Stream: data extraction services
Topic: paragraph and sentence range extension
Luca Toldo (Feb 19 2019 at 07:50):
Hi all, along those lines, paragraph-range extension and sentence-range extension would as well be useful. Any thought about this ? Unfortunately FHIR does not have neither "Sentence" nor "Paragraph" nor "Annotation" as Resources and therefore one solution could be to have them as extensions too ... what does the community thinks about it ?
Sean Finan (Feb 20 2019 at 15:00):
We have a simple fhir writer in Apache cTAKES that encodes text mention provenance using an extension that contains urls ..../span-begin and .../span-end. Each has a valueUnsignedInt. Using a single range was avoided because it seems that range should indicate bounds for some possible value(s) within those bounds. The same is done for the start and end indexes of Sentence, Section, Paragraph and simpler tokens.

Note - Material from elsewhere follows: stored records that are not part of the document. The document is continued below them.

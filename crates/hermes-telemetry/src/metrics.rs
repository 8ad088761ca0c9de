//! Request metrics.
//!
//! | Metric | Type | Labels |
//! |--------|------|--------|
//! | `hermes_requests_total` | Counter | `method`, `route`, `status` |
//! | `hermes_request_duration_seconds` | Histogram | `method`, `route` |
//! | `hermes_in_flight_requests` | Gauge | - |
//! | `hermes_handler_errors_total` | Counter | `error` |
//!
//! Recording works without an installed recorder; the values are dropped.

use std::net::SocketAddr;
use std::sync::OnceLock;
use std::time::Duration;

use metrics::{counter, describe_counter, describe_gauge, describe_histogram, gauge, histogram};
use metrics_exporter_prometheus::{Matcher, PrometheusBuilder, PrometheusHandle};
use serde::{Deserialize, Serialize};

use crate::error::TelemetryError;
use crate::TelemetryResult;

static METRICS_HANDLE: OnceLock<PrometheusHandle> = OnceLock::new();

const REQUESTS_TOTAL: &str = "hermes_requests_total";
const REQUEST_DURATION: &str = "hermes_request_duration_seconds";
const IN_FLIGHT: &str = "hermes_in_flight_requests";
const HANDLER_ERRORS: &str = "hermes_handler_errors_total";

/// Metrics configuration.
#[derive(Debug, Clone, PartialEq, Deserialize, Serialize)]
#[serde(default, deny_unknown_fields)]
pub struct MetricsConfig {
    /// Install a Prometheus recorder.
    pub enabled: bool,
    /// Scrape listener address; without one, metrics are only rendered on demand.
    pub addr: Option<String>,
    /// Buckets for the request duration histogram, in seconds.
    pub duration_buckets: Vec<f64>,
}

impl Default for MetricsConfig {
    fn default() -> Self {
        Self {
            enabled: false,
            addr: None,
            duration_buckets: vec![
                0.001, 0.005, 0.01, 0.025, 0.05, 0.1, 0.25, 0.5, 1.0, 2.5, 5.0, 10.0,
            ],
        }
    }
}

/// Installs the Prometheus recorder.
///
/// With an address, a scrape listener is started on the current tokio
/// runtime. Without one, [`render_metrics`] returns the text exposition.
pub fn init_metrics(config: &MetricsConfig) -> TelemetryResult<()> {
    if !config.enabled {
        return Ok(());
    }

    let builder = PrometheusBuilder::new()
        .set_buckets_for_metric(
            Matcher::Full(REQUEST_DURATION.to_string()),
            &config.duration_buckets,
        )
        .map_err(|e| TelemetryError::MetricsInit(e.to_string()))?;

    match &config.addr {
        Some(addr) => {
            let addr: SocketAddr = addr
                .parse()
                .map_err(|e| TelemetryError::InvalidAddress(format!("{addr}: {e}")))?;
            builder
                .with_http_listener(addr)
                .install()
                .map_err(|e| TelemetryError::MetricsInit(e.to_string()))?;
        }
        None => {
            let handle = builder
                .install_recorder()
                .map_err(|e| TelemetryError::MetricsInit(e.to_string()))?;
            let _ = METRICS_HANDLE.set(handle);
        }
    }

    describe_metrics();
    Ok(())
}

/// Renders the Prometheus text exposition, if a local recorder is installed.
#[must_use]
pub fn render_metrics() -> Option<String> {
    METRICS_HANDLE.get().map(PrometheusHandle::render)
}

fn describe_metrics() {
    describe_counter!(REQUESTS_TOTAL, "Total number of dispatched requests");
    describe_histogram!(REQUEST_DURATION, "Request dispatch duration in seconds");
    describe_gauge!(IN_FLIGHT, "Requests currently being dispatched");
    describe_counter!(HANDLER_ERRORS, "Requests that ended on the error path");
}

/// Records a completed request.
///
/// `route` is the matched route pattern, not the raw path, to keep label
/// cardinality bounded.
pub fn record_request(method: &str, route: &str, status: u16, duration: Duration) {
    counter!(
        REQUESTS_TOTAL,
        "method" => method.to_string(),
        "route" => route.to_string(),
        "status" => status.to_string()
    )
    .increment(1);

    histogram!(
        REQUEST_DURATION,
        "method" => method.to_string(),
        "route" => route.to_string()
    )
    .record(duration.as_secs_f64());
}

/// Records a request that ended with `error`.
pub fn record_error(error: &str) {
    counter!(HANDLER_ERRORS, "error" => error.to_string()).increment(1);
}

/// Tracks one in-flight request until dropped.
#[derive(Debug)]
pub struct InFlightGuard {
    _private: (),
}

impl InFlightGuard {
    /// Increments the in-flight gauge.
    #[must_use]
    pub fn new() -> Self {
        gauge!(IN_FLIGHT).increment(1.0);
        Self { _private: () }
    }
}

impl Default for InFlightGuard {
    fn default() -> Self {
        Self::new()
    }
}

impl Drop for InFlightGuard {
    fn drop(&mut self) {
        gauge!(IN_FLIGHT).decrement(1.0);
    }
}
//! Layered configuration for Hermes.
//!
//! [`HermesConfig`] gathers everything an application needs at startup:
//!
//! - `server` - listener address, timeouts and body limit
//! - `routing` - route prefix, development mode, error handling and
//!   serialization switches, templates
//! - `logging` - [`LogConfig`](hermes_telemetry::LogConfig)
//! - `metrics` - [`MetricsConfig`](hermes_telemetry::MetricsConfig)
//!
//! [`ConfigLoader`] builds one from a preset, TOML or JSON files, `.env`
//! files and `HERMES__SECTION__KEY` environment variables. Unknown fields
//! in files are errors.
//!
//! # File format
//!
//! ```toml
//! [server]
//! addr = "0.0.0.0:3000"
//! shutdown_timeout_secs = 30
//! request_timeout_ms = 30000
//! body_limit = 2097152
//!
//! [routing]
//! route_prefix = "/api"
//! default_error_handler = true
//! template_dir = "templates"
//!
//! [routing.error_overriding_map.NotFoundError]
//! message = "Nothing here"
//!
//! [logging]
//! level = "info"
//! format = "json"
//!
//! [metrics]
//! enabled = true
//! addr = "0.0.0.0:9090"
//! ```

#![doc(html_root_url = "https://docs.rs/hermes-config/0.1.0")]
#![warn(missing_docs)]
#![forbid(unsafe_code)]

mod config;
mod error;
mod loader;

pub use config::{
    development_mode_from_env, is_development_mode, HermesConfig, RoutingSection,
    ServerSection, MODE_ENV_VAR,
};
pub use error::ConfigError;
pub use loader::{ConfigLoader, DEFAULT_ENV_PREFIX};
pub use hermes_telemetry::{LogConfig, LogFormat, MetricsConfig};
//! # Hermes Metadata
//!
//! Declarations of controllers, actions, parameters, middleware bindings and
//! response directives, and their compilation into a read-only model.
//!
//! Declarations accumulate in a [`MetadataArgsStorage`], either through the
//! raw `add_*` methods or the typed builders in [`declare`].
//! [`MetadataBuilder`] compiles the store into [`ControllerMetadata`] once, at
//! bootstrap: full routes are joined, directives merged and middleware
//! bindings resolved to the actions they apply to.

#![doc(html_root_url = "https://docs.rs/hermes-metadata/0.1.0")]
#![warn(missing_docs)]
#![forbid(unsafe_code)]

pub mod action_fn;
pub mod args;
pub mod builder;
pub mod component;
pub mod declare;
pub mod directive;
pub mod model;
pub mod storage;

pub use action_fn::{ActionFn, HandlerFuture};
pub use args::{
    ActionMetadataArgs, ControllerMetadataArgs, ErrorHandlerMetadataArgs, ParamMetadataArgs,
    ResponseHandlerMetadataArgs, UseInterceptorMetadataArgs, UseMetadataArgs,
};
pub use builder::MetadataBuilder;
pub use component::{ComponentRef, ErrorHandlerRef, InterceptorRef, MiddlewareRef, Resolver};
pub use declare::{ActionDecl, ControllerDecl, Param};
pub use directive::{ResponseDirective, ResponseDirectives, ResponseHandlerType, TransformOptions};
pub use model::{
    ActionMetadata, ControllerMetadata, ParamMetadata, UseInterceptorMetadata, UseMetadata,
};
pub use storage::MetadataArgsStorage;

As for resources for those types, a Basic is used with code > coding. "system" is simply "type-system", indicating that the ctakes type-system is used, with a "code" of the ctakes type. E.g. "org.apache.ctakes.typesystem.type.textspan.Segment"
In essence, this is an attempt to utilize existing fhir resources with the realization that different tools may have different ways of expressing bounded types that have similar purpose. In addition, if the goal of a consumer is to reconstruct a state of the nlp information for some unknown representation, much much more than just section, sentence, paragraph and mention are required and representing with a unique resource is a bit overloading.
Last updated: Apr 12 2022 at 19:14 UTC